Look through the entries for the string "InvalidBaseUrl", and copy each line that holds it.
··· RECORDS TO PROCESS
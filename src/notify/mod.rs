//! Transient notices and the chat view model the page draws from.

pub mod chat_log;
pub mod format;

use std::time::{Duration, Instant};

use crate::messaging::{ClientEvent, MessagingConfig};
use crate::transport::types::ConnState;

pub use chat_log::{BubbleBody, ChatLog, MessageBubble, Side};
pub use format::{escape_html, format_file_size, format_message_time};

#[derive(Clone, Copy, Debug, PartialEq, Eq)]
pub enum NoticeKind {
    Toast,
    Error,
    Typing,
}

#[derive(Clone, Debug, PartialEq, Eq)]
pub struct Notice {
    pub id: u64,
    pub kind: NoticeKind,
    pub text: String,
    pub expires_at: Instant,
}

impl Notice {
    pub fn to_html(&self) -> String {
        let text = escape_html(&self.text);
        match self.kind {
            NoticeKind::Toast => format!(
                "<div class=\"toast show\"><div class=\"toast-header\"><strong class=\"me-auto\">New Message</strong></div><div class=\"toast-body\">{text}</div></div>"
            ),
            NoticeKind::Error => {
                format!("<div class=\"alert alert-danger alert-dismissible fade show\">{text}</div>")
            }
            NoticeKind::Typing => format!(
                "<div class=\"typing-indicator text-center py-2\"><small class=\"text-muted\">{text}</small></div>"
            ),
        }
    }
}

/// Stacked notices that vanish at their deadline. No cap, no queueing.
#[derive(Debug)]
pub struct NoticeBoard {
    toast_lifetime: Duration,
    typing_lifetime: Duration,
    notices: Vec<Notice>,
    next_id: u64,
}

impl NoticeBoard {
    pub fn new(toast_lifetime: Duration, typing_lifetime: Duration) -> Self {
        Self {
            toast_lifetime,
            typing_lifetime,
            notices: Vec::new(),
            next_id: 0,
        }
    }

    pub fn from_config(config: &MessagingConfig) -> Self {
        Self::new(config.toast_lifetime(), config.typing_notice_lifetime())
    }

    pub fn push(&mut self, kind: NoticeKind, text: impl Into<String>, now: Instant) -> u64 {
        let lifetime = match kind {
            NoticeKind::Toast | NoticeKind::Error => self.toast_lifetime,
            NoticeKind::Typing => self.typing_lifetime,
        };
        let id = self.next_id;
        self.next_id += 1;
        self.notices.push(Notice {
            id,
            kind,
            text: text.into(),
            expires_at: now + lifetime,
        });
        id
    }

    pub fn toast(&mut self, text: impl Into<String>, now: Instant) -> u64 {
        self.push(NoticeKind::Toast, text, now)
    }

    pub fn error(&mut self, text: impl Into<String>, now: Instant) -> u64 {
        self.push(NoticeKind::Error, text, now)
    }

    pub fn typing(&mut self, user: &str, now: Instant) -> u64 {
        self.push(NoticeKind::Typing, format!("{user} is typing..."), now)
    }

    /// Removes and returns every notice whose deadline has passed.
    pub fn expire(&mut self, now: Instant) -> Vec<Notice> {
        let (expired, active): (Vec<Notice>, Vec<Notice>) = std::mem::take(&mut self.notices)
            .into_iter()
            .partition(|notice| notice.expires_at <= now);
        self.notices = active;
        expired
    }

    /// Closes a notice early, as its close button does.
    pub fn dismiss(&mut self, id: u64) -> bool {
        let before = self.notices.len();
        self.notices.retain(|notice| notice.id != id);
        self.notices.len() != before
    }

    pub fn active(&self) -> &[Notice] {
        &self.notices
    }

    pub fn len(&self) -> usize {
        self.notices.len()
    }

    pub fn is_empty(&self) -> bool {
        self.notices.is_empty()
    }

    pub fn to_html(&self) -> String {
        self.notices.iter().map(Notice::to_html).collect()
    }
}

/// Everything the chat page shows, driven by drained client events.
#[derive(Debug)]
pub struct Page {
    pub board: NoticeBoard,
    pub chat: ChatLog,
    pub connection: ConnState,
}

impl Page {
    pub fn new(board: NoticeBoard) -> Self {
        Self {
            board,
            chat: ChatLog::new(),
            connection: ConnState::Disconnected,
        }
    }

    pub fn from_config(config: &MessagingConfig) -> Self {
        Self::new(NoticeBoard::from_config(config))
    }

    pub fn apply(&mut self, event: ClientEvent, now: Instant) {
        match event {
            ClientEvent::ConnectionState(state) => self.connection = state,
            ClientEvent::Error(message) => {
                self.board.error(message, now);
            }
            ClientEvent::Notification(text) => {
                self.board.toast(text, now);
            }
            ClientEvent::ConversationNotification(message) => {
                self.board
                    .toast(format!("New message from {}", message.sender_name), now);
            }
            ClientEvent::Message(message) => self.chat.push(&message),
            ClientEvent::Typing(notice) => {
                self.board.typing(&notice.typing_user, now);
            }
            ClientEvent::ReadReceipt(receipt) => {
                self.chat.mark_read(receipt.conversation_id);
            }
        }
    }

    pub fn apply_all(&mut self, events: Vec<ClientEvent>, now: Instant) {
        for event in events {
            self.apply(event, now);
        }
    }

    pub fn expire(&mut self, now: Instant) -> Vec<Notice> {
        self.board.expire(now)
    }

    pub fn render(&self) -> String {
        format!("{}{}", self.board.to_html(), self.chat.to_html())
    }
}
//! Blocking client for the fixed REST endpoints the chat page talks to.

use std::time::Duration;

use reqwest::blocking::{multipart, Client};
use serde::{Deserialize, Serialize};
use thiserror::Error;

use crate::forms::files::SelectedFile;
use crate::forms::registration::{RegistrationRequest, RegistrationResponse, Role};
use crate::transport::types::ConversationId;
use crate::upload::{FileUploader, UploadError, UploadResponse, UPLOAD_ENDPOINT};

pub const START_CONVERSATION_ENDPOINT: &str = "/api/conversations/start";
pub const SEARCH_ENDPOINT: &str = "/api/professionals/search";
pub const MIN_SEARCH_LEN: usize = 3;

const REQUEST_TIMEOUT: Duration = Duration::from_secs(30);

#[derive(Debug, Error)]
pub enum ApiError {
    #[error("request failed: {0}")]
    Http(#[from] reqwest::Error),
    #[error("invalid base url: {0}")]
    InvalidBaseUrl(String),
    #[error("{0}")]
    Rejected(String),
}

#[derive(Debug, Serialize)]
#[serde(rename_all = "camelCase")]
struct StartConversationRequest {
    professional_id: u64,
}

#[derive(Debug, Default, Deserialize)]
#[serde(rename_all = "camelCase")]
struct StartConversationResponse {
    #[serde(default)]
    success: bool,
    #[serde(default)]
    conversation_id: Option<ConversationId>,
    #[serde(default)]
    error: Option<String>,
}

impl StartConversationResponse {
    fn into_result(self) -> Result<ConversationId, ApiError> {
        match (self.success, self.conversation_id) {
            (true, Some(id)) => Ok(id),
            _ => {
                let reason = self.error.unwrap_or_else(|| String::from("unknown error"));
                Err(ApiError::Rejected(format!(
                    "Failed to start conversation: {reason}"
                )))
            }
        }
    }
}

#[derive(Clone, Debug, PartialEq, Eq, Deserialize)]
#[serde(rename_all = "camelCase")]
pub struct ProfessionalSummary {
    pub id: u64,
    pub name: String,
    #[serde(default)]
    pub category: String,
    #[serde(default)]
    pub avatar_url: Option<String>,
}

#[derive(Debug, Default, Deserialize)]
struct SearchResponse {
    #[serde(default)]
    professionals: Vec<ProfessionalSummary>,
}

pub struct ApiClient {
    http: Client,
    base_url: String,
}

impl ApiClient {
    pub fn new(base_url: &str) -> Result<Self, ApiError> {
        let base_url = base_url.trim().trim_end_matches('/');
        if !(base_url.starts_with("http://") || base_url.starts_with("https://")) {
            return Err(ApiError::InvalidBaseUrl(base_url.to_string()));
        }
        let http = Client::builder().timeout(REQUEST_TIMEOUT).build()?;
        Ok(Self {
            http,
            base_url: base_url.to_string(),
        })
    }

    pub fn base_url(&self) -> &str {
        &self.base_url
    }

    pub fn url(&self, path: &str) -> String {
        format!("{}{}", self.base_url, path)
    }

    pub fn upload_file(
        &self,
        file: &SelectedFile,
        bytes: Vec<u8>,
        conversation: ConversationId,
    ) -> Result<UploadResponse, ApiError> {
        let part = multipart::Part::bytes(bytes)
            .file_name(file.name.clone())
            .mime_str(&file.content_type)?;
        let form = multipart::Form::new()
            .part("file", part)
            .text("conversationId", conversation.to_string());
        log::debug!("uploading {} ({} bytes)", file.name, file.size);
        let response = self
            .http
            .post(self.url(UPLOAD_ENDPOINT))
            .multipart(form)
            .send()?
            .json::<UploadResponse>()?;
        Ok(response)
    }

    pub fn register(
        &self,
        role: Role,
        request: &RegistrationRequest,
    ) -> Result<RegistrationResponse, ApiError> {
        let response = self
            .http
            .post(self.url(role.endpoint()))
            .json(request)
            .send()?
            .json::<RegistrationResponse>()?;
        Ok(response)
    }

    pub fn start_conversation(&self, professional_id: u64) -> Result<ConversationId, ApiError> {
        let response = self
            .http
            .post(self.url(START_CONVERSATION_ENDPOINT))
            .json(&StartConversationRequest { professional_id })
            .send()?
            .json::<StartConversationResponse>()?;
        let conversation = response.into_result()?;
        log::info!("started conversation {conversation} with professional {professional_id}");
        Ok(conversation)
    }

    /// Queries shorter than three characters clear the results without a request.
    pub fn search_professionals(&self, query: &str) -> Result<Vec<ProfessionalSummary>, ApiError> {
        let query = query.trim();
        if query.chars().count() < MIN_SEARCH_LEN {
            return Ok(Vec::new());
        }
        let response = self
            .http
            .get(self.url(SEARCH_ENDPOINT))
            .query(&[("query", query)])
            .send()?
            .json::<SearchResponse>()?;
        Ok(response.professionals)
    }
}

impl FileUploader for ApiClient {
    fn upload(
        &mut self,
        file: &SelectedFile,
        bytes: Vec<u8>,
        conversation: ConversationId,
    ) -> Result<UploadResponse, UploadError> {
        self.upload_file(file, bytes, conversation)
            .map_err(|err| UploadError::Network(err.to_string()))
    }
}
······
- _ANSWER SECTION_
    InvalidBaseUrl(String),
            return Err(ApiError::InvalidBaseUrl(base_url.to_string()));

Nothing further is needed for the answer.